WASHINGTON – The ethanol industry wants California, but the state has other ideas. And that's causing a political headache at the White House.
For weeks, the Bush administration has been caught between two of the most powerful political lobbies in Washington -- farmers and big oil companies -- over a gasoline requirement California officials say is not needed and could boost prices as much as a nickel a gallon.
The issue is ethanol, a corn-based gasoline additive that adds oxygen and allows fuel to burn cleaner.
Now mainly in the Midwest, the ethanol industry has eyed California as a huge market because the state is banning a competing additive, MTBE, after 2002 because it pollutes the water.
But California environmental officials argue they no longer need an additive because refiners can make new blends of gasoline cheaper and cleaner than by using MTBE or ethanol.
More than a year ago, California asked the Environmental Protection Agency to waive the federal oxegenate, or oxygen-adding, requirement entirely. But the issue is so politically charged that it languished without decision in both the Clinton and Bush administrations.
Already at odds with California over high electricity prices, the Bush White House decided tentatively several weeks ago to reject the state's request.
But then, it reconsidered the matter and now it could go either way, said government and industry sources speaking on condition of anonymity.
Farmers had hoped Bush would make an announcement during a trip to Iowa last week to tout his energy plan. But there was no mention of the controversy, although the president praised ethanol as a renewable fuel.
No decision is imminent, said Tina Kreisher, a spokeswoman for EPA Administrator Christie Whitman. She declined to say what the agency has recommended but acknowledged the issue was at the White House.
Farm groups and their ethanol-producing partners have lobbied intensely against the waiver, reminding administration officials that corn-producing states in the Midwest were solidly behind Bush last Election Day. One of the biggest ethanol producers, Archer Daniels Midland, contributed more than $500,000 to Republicans during the last two years, including $100,000 to Bush's inauguration.

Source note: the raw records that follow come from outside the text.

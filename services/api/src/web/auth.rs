//! services/api/src/web/auth.rs
//!
//! Authentication endpoints for user signup, login, and logout. Auth is a
//! thin ambient layer here: its only job is to supply the current-user
//! identity that every community mutation requires.

use argon2::{
    password_hash::{rand_core::OsRng, PasswordHash, PasswordHasher, PasswordVerifier, SaltString},
    Argon2,
};
use axum::{
    extract::State,
    http::{header, StatusCode},
    response::IntoResponse,
    Json,
};
use chrono::{Duration, Utc};
use serde::{Deserialize, Serialize};
use std::sync::Arc;
use tracing::error;
use utoipa::ToSchema;
use uuid::Uuid;

use crate::web::rest::port_error_response;
use crate::web::state::AppState;

const SESSION_DAYS: i64 = 30;

//=========================================================================================
// Request/Response Types
//=========================================================================================

#[derive(Deserialize, ToSchema)]
pub struct SignupRequest {
    pub email: String,
    pub password: String,
}

#[derive(Deserialize, ToSchema)]
pub struct LoginRequest {
    pub email: String,
    pub password: String,
}

#[derive(Serialize, ToSchema)]
pub struct AuthResponse {
    pub user_id: Uuid,
    pub email: String,
}

//=========================================================================================
// Handlers
//=========================================================================================

/// POST /auth/signup - Create a new user account
pub async fn signup_handler(
    State(state): State<Arc<AppState>>,
    Json(req): Json<SignupRequest>,
) -> Result<impl IntoResponse, (StatusCode, String)> {
    let email = req.email.trim();
    if email.is_empty() || req.password.is_empty() {
        return Err((
            StatusCode::UNPROCESSABLE_ENTITY,
            "Email and password are required".to_string(),
        ));
    }

    // 1. Hash the password
    let salt = SaltString::generate(&mut OsRng);
    let password_hash = Argon2::default()
        .hash_password(req.password.as_bytes(), &salt)
        .map_err(|e| {
            error!("Failed to hash password: {:?}", e);
            (
                StatusCode::INTERNAL_SERVER_ERROR,
                "Failed to create account".to_string(),
            )
        })?
        .to_string();

    // 2. Create the user (and their profile) in the store
    let user = state
        .auth
        .create_user_with_email(email, &password_hash)
        .await
        .map_err(port_error_response)?;

    // 3. Open a login session for the fresh account
    let cookie = open_session(&state, user.user_id).await?;

    let response = AuthResponse {
        user_id: user.user_id,
        email: user.email.unwrap_or_default(),
    };

    Ok((
        StatusCode::CREATED,
        [(header::SET_COOKIE, cookie)],
        Json(response),
    ))
}

/// POST /auth/login - Login with existing account
pub async fn login_handler(
    State(state): State<Arc<AppState>>,
    Json(req): Json<LoginRequest>,
) -> Result<impl IntoResponse, (StatusCode, String)> {
    // 1. Look up credentials. A missing account and a wrong password read
    //    the same from outside.
    let invalid = || {
        (
            StatusCode::UNAUTHORIZED,
            "Invalid email or password".to_string(),
        )
    };
    let creds = state
        .auth
        .get_user_by_email(req.email.trim())
        .await
        .map_err(|_| invalid())?;

    // 2. Verify password
    let parsed_hash = PasswordHash::new(&creds.hashed_password).map_err(|e| {
        error!("Failed to parse password hash: {:?}", e);
        (
            StatusCode::INTERNAL_SERVER_ERROR,
            "Authentication error".to_string(),
        )
    })?;
    if Argon2::default()
        .verify_password(req.password.as_bytes(), &parsed_hash)
        .is_err()
    {
        return Err(invalid());
    }

    // 3. Open a login session
    let cookie = open_session(&state, creds.user_id).await?;

    let response = AuthResponse {
        user_id: creds.user_id,
        email: creds.email,
    };

    Ok((StatusCode::OK, [(header::SET_COOKIE, cookie)], Json(response)))
}

/// POST /auth/logout - Logout and invalidate session
pub async fn logout_handler(
    State(state): State<Arc<AppState>>,
    headers: axum::http::HeaderMap,
) -> Result<impl IntoResponse, (StatusCode, String)> {
    let auth_session_id = session_cookie(&headers)
        .ok_or((StatusCode::UNAUTHORIZED, "No session found".to_string()))?;

    state
        .auth
        .delete_auth_session(auth_session_id)
        .await
        .map_err(port_error_response)?;

    let cookie = "session=; HttpOnly; Secure; SameSite=Lax; Path=/; Max-Age=0";
    Ok((StatusCode::OK, [(header::SET_COOKIE, cookie.to_string())]))
}

//=========================================================================================
// Helpers
//=========================================================================================

/// Creates an auth session for the user and returns the Set-Cookie value.
async fn open_session(
    state: &Arc<AppState>,
    user_id: Uuid,
) -> Result<String, (StatusCode, String)> {
    let auth_session_id = Uuid::new_v4().to_string();
    let expires_at = Utc::now() + Duration::days(SESSION_DAYS);

    state
        .auth
        .create_auth_session(&auth_session_id, user_id, expires_at)
        .await
        .map_err(port_error_response)?;

    Ok(format!(
        "session={}; HttpOnly; Secure; SameSite=Lax; Path=/; Max-Age={}",
        auth_session_id,
        Duration::days(SESSION_DAYS).num_seconds()
    ))
}

/// Pulls the session id out of a Cookie header, if present.
pub fn session_cookie(headers: &axum::http::HeaderMap) -> Option<&str> {
    headers
        .get(header::COOKIE)
        .and_then(|v| v.to_str().ok())?
        .split(';')
        .find_map(|c| c.trim().strip_prefix("session="))
}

"I can assure you that the decision-makers are very aware of the interests of those in the Midwest about this," Agriculture Secretary Ann Veneman assured Iowa farmers recently when asked about ethanol and California.
But on this argument, California has a politically powerful ally as well: the oil companies.

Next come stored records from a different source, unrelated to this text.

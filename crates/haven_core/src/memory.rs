//! crates/haven_core/src/memory.rs
//!
//! The self-contained, in-process repository. It implements the same store
//! ports as the hosted PostgreSQL adapter, so the feed, ledger and handlers
//! are identical regardless of backing implementation - you swap the
//! repository, not the component. It also doubles as the deterministic
//! store for tests.
//!
//! All state lives behind one `std::sync::Mutex`; no method holds the lock
//! across an await point. The uniqueness invariant on
//! (post, user, reaction kind) is enforced here exactly as the database
//! constraint enforces it in the hosted variant.

use std::collections::HashMap;
use std::sync::Mutex;

use async_trait::async_trait;
use chrono::Utc;
use uuid::Uuid;

use crate::domain::{
    AuthSession, NewPost, NewReply, Post, PostView, Profile, ReactionKind, ReactionRecord, Reply,
    Topic, User, UserCredentials,
};
use crate::ports::{AuthStore, CommunityStore, PortError, PortResult};

#[derive(Default)]
struct Inner {
    // Posts in insertion order; listing walks them newest-first.
    posts: Vec<Post>,
    reactions: Vec<ReactionRecord>,
    credentials: HashMap<String, UserCredentials>,
    profiles: HashMap<Uuid, Profile>,
    sessions: HashMap<String, AuthSession>,
}

pub struct MemoryStore {
    inner: Mutex<Inner>,
}

impl MemoryStore {
    pub fn new() -> Self {
        Self {
            inner: Mutex::new(Inner::default()),
        }
    }

    fn lock(&self) -> std::sync::MutexGuard<'_, Inner> {
        self.inner.lock().expect("memory store poisoned")
    }
}

impl Default for MemoryStore {
    fn default() -> Self {
        Self::new()
    }
}

#[async_trait]
impl CommunityStore for MemoryStore {
    async fn create_post(&self, new_post: NewPost) -> PortResult<Post> {
        let mut inner = self.lock();
        let author_name = inner
            .profiles
            .get(&new_post.author_id)
            .and_then(|p| p.display_name.clone().or_else(|| p.username.clone()));
        let post = Post {
            id: Uuid::new_v4(),
            author_id: new_post.author_id,
            content: new_post.content,
            topic: new_post.topic,
            is_anonymous: new_post.is_anonymous,
            anonymous_label: new_post.anonymous_label,
            author_name,
            counts: Default::default(),
            replies: Vec::new(),
            created_at: Utc::now(),
        };
        inner.posts.push(post.clone());
        Ok(post)
    }

    async fn create_reply(&self, new_reply: NewReply) -> PortResult<Reply> {
        let mut inner = self.lock();
        let author_name = inner
            .profiles
            .get(&new_reply.author_id)
            .and_then(|p| p.display_name.clone().or_else(|| p.username.clone()));
        let reply = Reply {
            id: Uuid::new_v4(),
            post_id: new_reply.post_id,
            author_id: new_reply.author_id,
            content: new_reply.content,
            is_anonymous: new_reply.is_anonymous,
            anonymous_label: new_reply.anonymous_label,
            author_name,
            is_from_mentor: new_reply.is_from_mentor,
            created_at: Utc::now(),
        };
        let post = inner
            .posts
            .iter_mut()
            .find(|p| p.id == new_reply.post_id)
            .ok_or_else(|| PortError::NotFound(format!("Post {} not found", new_reply.post_id)))?;
        post.replies.push(reply.clone());
        Ok(reply)
    }

    async fn list_posts(&self, viewer: Uuid, topic: Option<Topic>) -> PortResult<Vec<PostView>> {
        let inner = self.lock();
        let views = inner
            .posts
            .iter()
            .rev()
            .filter(|p| topic.map_or(true, |t| p.topic == t))
            .map(|post| PostView {
                post: post.clone(),
                viewer_reactions: inner
                    .reactions
                    .iter()
                    .filter(|r| r.post_id == post.id && r.user_id == viewer)
                    .map(|r| r.kind)
                    .collect(),
            })
            .collect();
        Ok(views)
    }

    async fn find_reaction(
        &self,
        post_id: Uuid,
        user_id: Uuid,
        kind: ReactionKind,
    ) -> PortResult<Option<ReactionRecord>> {
        let inner = self.lock();
        Ok(inner
            .reactions
            .iter()
            .find(|r| r.post_id == post_id && r.user_id == user_id && r.kind == kind)
            .cloned())
    }

    async fn insert_reaction(
        &self,
        post_id: Uuid,
        user_id: Uuid,
        kind: ReactionKind,
    ) -> PortResult<ReactionRecord> {
        let mut inner = self.lock();
        let duplicate = inner
            .reactions
            .iter()
            .any(|r| r.post_id == post_id && r.user_id == user_id && r.kind == kind);
        if duplicate {
            return Err(PortError::Conflict(format!(
                "reaction ({post_id}, {user_id}, {}) already active",
                kind.as_str()
            )));
        }
        let post = inner
            .posts
            .iter_mut()
            .find(|p| p.id == post_id)
            .ok_or_else(|| PortError::NotFound(format!("Post {post_id} not found")))?;
        post.counts.increment(kind);
        let record = ReactionRecord {
            id: Uuid::new_v4(),
            post_id,
            user_id,
            kind,
            created_at: Utc::now(),
        };
        inner.reactions.push(record.clone());
        Ok(record)
    }

    async fn delete_reaction(&self, reaction_id: Uuid) -> PortResult<()> {
        let mut inner = self.lock();
        // A record that is already gone means a concurrent toggle beat us;
        // deleting nothing keeps the operation retry-safe.
        let Some(index) = inner.reactions.iter().position(|r| r.id == reaction_id) else {
            return Ok(());
        };
        let record = inner.reactions.remove(index);
        if let Some(post) = inner.posts.iter_mut().find(|p| p.id == record.post_id) {
            post.counts.decrement(record.kind);
        }
        Ok(())
    }
}

#[async_trait]
impl AuthStore for MemoryStore {
    async fn create_user_with_email(
        &self,
        email: &str,
        hashed_password: &str,
    ) -> PortResult<User> {
        let mut inner = self.lock();
        if inner.credentials.contains_key(email) {
            return Err(PortError::Conflict(format!(
                "account for {email} already exists"
            )));
        }
        let user_id = Uuid::new_v4();
        inner.credentials.insert(
            email.to_string(),
            UserCredentials {
                user_id,
                email: email.to_string(),
                hashed_password: hashed_password.to_string(),
            },
        );
        let username = email.split('@').next().map(str::to_string);
        inner.profiles.insert(
            user_id,
            Profile {
                user_id,
                username,
                display_name: None,
            },
        );
        Ok(User {
            user_id,
            email: Some(email.to_string()),
        })
    }

    async fn get_user_by_email(&self, email: &str) -> PortResult<UserCredentials> {
        let inner = self.lock();
        inner
            .credentials
            .get(email)
            .cloned()
            .ok_or_else(|| PortError::NotFound(format!("no account for {email}")))
    }

    async fn create_auth_session(
        &self,
        session_id: &str,
        user_id: Uuid,
        expires_at: chrono::DateTime<Utc>,
    ) -> PortResult<()> {
        let mut inner = self.lock();
        inner.sessions.insert(
            session_id.to_string(),
            AuthSession {
                id: session_id.to_string(),
                user_id,
                expires_at,
            },
        );
        Ok(())
    }

    async fn validate_auth_session(&self, session_id: &str) -> PortResult<Uuid> {
        let inner = self.lock();
        let session = inner
            .sessions
            .get(session_id)
            .ok_or_else(|| PortError::NotFound("auth session not found".to_string()))?;
        if session.expires_at <= Utc::now() {
            return Err(PortError::Unauthorized);
        }
        Ok(session.user_id)
    }

    async fn delete_auth_session(&self, session_id: &str) -> PortResult<()> {
        let mut inner = self.lock();
        inner.sessions.remove(session_id);
        Ok(())
    }

    async fn get_profile(&self, user_id: Uuid) -> PortResult<Profile> {
        let inner = self.lock();
        inner
            .profiles
            .get(&user_id)
            .cloned()
            .ok_or_else(|| PortError::NotFound(format!("Profile {user_id} not found")))
    }
}

#[cfg(test)]
mod tests {
    use super::*;

    fn new_post(author_id: Uuid, content: &str, topic: Topic) -> NewPost {
        NewPost {
            author_id,
            content: content.to_string(),
            topic,
            is_anonymous: false,
            anonymous_label: None,
        }
    }

    #[tokio::test]
    async fn duplicate_reaction_insert_is_a_conflict() {
        let store = MemoryStore::new();
        let user = Uuid::new_v4();
        let post = store
            .create_post(new_post(user, "hello", Topic::General))
            .await
            .unwrap();

        store
            .insert_reaction(post.id, user, ReactionKind::Hugs)
            .await
            .unwrap();
        let err = store
            .insert_reaction(post.id, user, ReactionKind::Hugs)
            .await
            .unwrap_err();
        assert!(matches!(err, PortError::Conflict(_)));

        // The lost race must not double-count.
        let views = store.list_posts(user, None).await.unwrap();
        assert_eq!(views[0].post.counts.hugs, 1);
    }

    #[tokio::test]
    async fn deleting_a_missing_reaction_is_a_no_op() {
        let store = MemoryStore::new();
        let user = Uuid::new_v4();
        let post = store
            .create_post(new_post(user, "hello", Topic::General))
            .await
            .unwrap();

        store.delete_reaction(Uuid::new_v4()).await.unwrap();
        let views = store.list_posts(user, None).await.unwrap();
        assert_eq!(views[0].post.counts, Default::default());
    }

    #[tokio::test]
    async fn posts_list_newest_first_with_viewer_flags() {
        let store = MemoryStore::new();
        let user = Uuid::new_v4();
        let first = store
            .create_post(new_post(user, "first", Topic::Anxiety))
            .await
            .unwrap();
        let second = store
            .create_post(new_post(user, "second", Topic::General))
            .await
            .unwrap();
        store
            .insert_reaction(first.id, user, ReactionKind::Hearts)
            .await
            .unwrap();

        let views = store.list_posts(user, None).await.unwrap();
        assert_eq!(views[0].post.id, second.id);
        assert_eq!(views[1].post.id, first.id);
        assert_eq!(views[1].viewer_reactions, vec![ReactionKind::Hearts]);

        let anxious_only = store.list_posts(user, Some(Topic::Anxiety)).await.unwrap();
        assert_eq!(anxious_only.len(), 1);
        assert_eq!(anxious_only[0].post.id, first.id);
    }

    #[tokio::test]
    async fn replies_append_in_order() {
        let store = MemoryStore::new();
        let user = Uuid::new_v4();
        let post = store
            .create_post(new_post(user, "hello", Topic::General))
            .await
            .unwrap();

        for content in ["one", "two"] {
            store
                .create_reply(NewReply {
                    post_id: post.id,
                    author_id: user,
                    content: content.to_string(),
                    is_anonymous: false,
                    anonymous_label: None,
                    is_from_mentor: false,
                })
                .await
                .unwrap();
        }

        let views = store.list_posts(user, None).await.unwrap();
        let replies: Vec<&str> = views[0]
            .post
            .replies
            .iter()
            .map(|r| r.content.as_str())
            .collect();
        assert_eq!(replies, vec!["one", "two"]);
    }

    #[tokio::test]
    async fn expired_auth_sessions_do_not_validate() {
        let store = MemoryStore::new();
        let user = store
            .create_user_with_email("quiet@example.com", "hash")
            .await
            .unwrap();
        store
            .create_auth_session("expired", user.user_id, Utc::now() - chrono::Duration::hours(1))
            .await
            .unwrap();
        assert!(store.validate_auth_session("expired").await.is_err());

        store
            .create_auth_session("live", user.user_id, Utc::now() + chrono::Duration::days(30))
            .await
            .unwrap();
        assert_eq!(
            store.validate_auth_session("live").await.unwrap(),
            user.user_id
        );
    }
}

The companies and refiners claim they can make gasoline to meet California's clean-air requirements, the toughest in the country, without any oxygenate -- and do it cheaper. Chevron already makes such a gasoline blend but can't sell it in the 70 percent of California that falls under the oxygenate rule because of air pollution.

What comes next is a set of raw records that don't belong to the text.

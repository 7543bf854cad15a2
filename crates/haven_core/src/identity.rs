//! crates/haven_core/src/identity.rs
//!
//! Generates human-readable pseudonymous display labels for anonymous posts
//! and replies. Labels are pure functions of the supplied random source:
//! nothing is persisted, nothing ties a label back to a real identity, and
//! every call produces a fresh draw (labels are intentionally not stable
//! per user).

use rand::Rng;

const ADJECTIVES: [&str; 10] = [
    "Gentle", "Brave", "Kind", "Strong", "Peaceful", "Wise", "Caring", "Silent", "Bright", "Hope",
];

const NOUNS: [&str; 10] = [
    "River", "Mountain", "Star", "Ocean", "Moon", "Sun", "Tree", "Bird", "Butterfly", "Walker",
];

/// The two label formats required by the two feed variants. They are kept
/// distinct: the suffixed form trades readability for collision resistance.
#[derive(Debug, Clone, Copy, PartialEq, Eq)]
pub enum LabelStyle {
    /// "Adjective Noun", e.g. "Gentle River".
    Short,
    /// "adjective_noun_NNN" with a three-digit suffix, e.g. "gentle_river_417".
    Suffixed,
}

/// Draws a display label. Adjective and noun are independent uniform draws;
/// the suffix, when present, is uniform over [100, 999).
pub fn display_label<R: Rng + ?Sized>(style: LabelStyle, rng: &mut R) -> String {
    let adjective = ADJECTIVES[rng.random_range(0..ADJECTIVES.len())];
    let noun = NOUNS[rng.random_range(0..NOUNS.len())];
    match style {
        LabelStyle::Short => format!("{adjective} {noun}"),
        LabelStyle::Suffixed => format!(
            "{}_{}_{}",
            adjective.to_lowercase(),
            noun.to_lowercase(),
            rng.random_range(100..999)
        ),
    }
}

#[cfg(test)]
mod tests {
    use super::*;
    use rand::rngs::StdRng;
    use rand::SeedableRng;

    #[test]
    fn short_labels_are_an_adjective_and_a_noun() {
        let mut rng = StdRng::seed_from_u64(11);
        for _ in 0..50 {
            let label = display_label(LabelStyle::Short, &mut rng);
            let mut parts = label.split(' ');
            let adjective = parts.next().unwrap();
            let noun = parts.next().unwrap();
            assert!(parts.next().is_none());
            assert!(ADJECTIVES.contains(&adjective));
            assert!(NOUNS.contains(&noun));
        }
    }

    #[test]
    fn suffixed_labels_carry_a_three_digit_suffix() {
        let mut rng = StdRng::seed_from_u64(11);
        for _ in 0..50 {
            let label = display_label(LabelStyle::Suffixed, &mut rng);
            let parts: Vec<&str> = label.split('_').collect();
            assert_eq!(parts.len(), 3);
            assert!(ADJECTIVES.iter().any(|a| a.to_lowercase() == parts[0]));
            assert!(NOUNS.iter().any(|n| n.to_lowercase() == parts[1]));
            let suffix: u32 = parts[2].parse().unwrap();
            assert!((100..999).contains(&suffix));
        }
    }

    #[test]
    fn labels_are_pure_in_the_random_source() {
        let a = display_label(LabelStyle::Suffixed, &mut StdRng::seed_from_u64(3));
        let b = display_label(LabelStyle::Suffixed, &mut StdRng::seed_from_u64(3));
        assert_eq!(a, b);
    }
}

"We've pleaded with the administration to do the right thing and grant the waiver," said Edward Murphy, a senior executive of the American Petroleum Institute.
In meetings with administration officials, the API has argued that the oxygenate requirement has contributed to the problems of having to make "boutique" fuels, adding to supply and distribution problems.
Whatever decision the White House makes will have impact beyond California.
Because of concern about MTBE water contamination, 11 states already have banned the additive, although most of the prohibitions will be phased in over the next few years. Eight other states are considering bans and also are waiting to see if they will have to turn to ethanol.
If California, with the country's toughest air pollution requirements, is exempted from having to use an oxygenate in gas, other states, led by a group in the Northeast, are almost certain to seek similar waivers, oil and ethanol industry officials agreed.
A rejection of the waiver means a green light for ethanol expansion, said Monte Shaw, a spokesman for the Renewable Fuels Association, whose members include ethanol producers. More ethanol plants are waiting to be built, awaiting only such a "price signal from the market," he said.
But California officials question whether the industry will be able to supply the 580 million gallons of ethanol a year the state will need.
"We doubt that much will be available," said William Rukeyser, a spokesman for the California Environmental Protection Agency. And if there are shortages, he added, it could lead to soaring prices, as has been experienced in the California electricity market and not long ago in MTBE sales.
Anticipating a surge in ethanol demand as MTBE use is phased out, the industry has been on an expansion binge, although most of its plants are in the Midwest.
"The ethanol industry will absolutely meet California's oxygenate demand ... without increasing consumer gasoline prices," Eric Vaughn, president of the Renewable Fuels Association, assured Bush in a letter urging rejection of the waiver.
Nearly 50 ethanol production facilities are being built or expanded; 20 more are scheduled to be built this year, with an additional 1.4 billion gallons of capacity expected on line by 2003, industry officials said.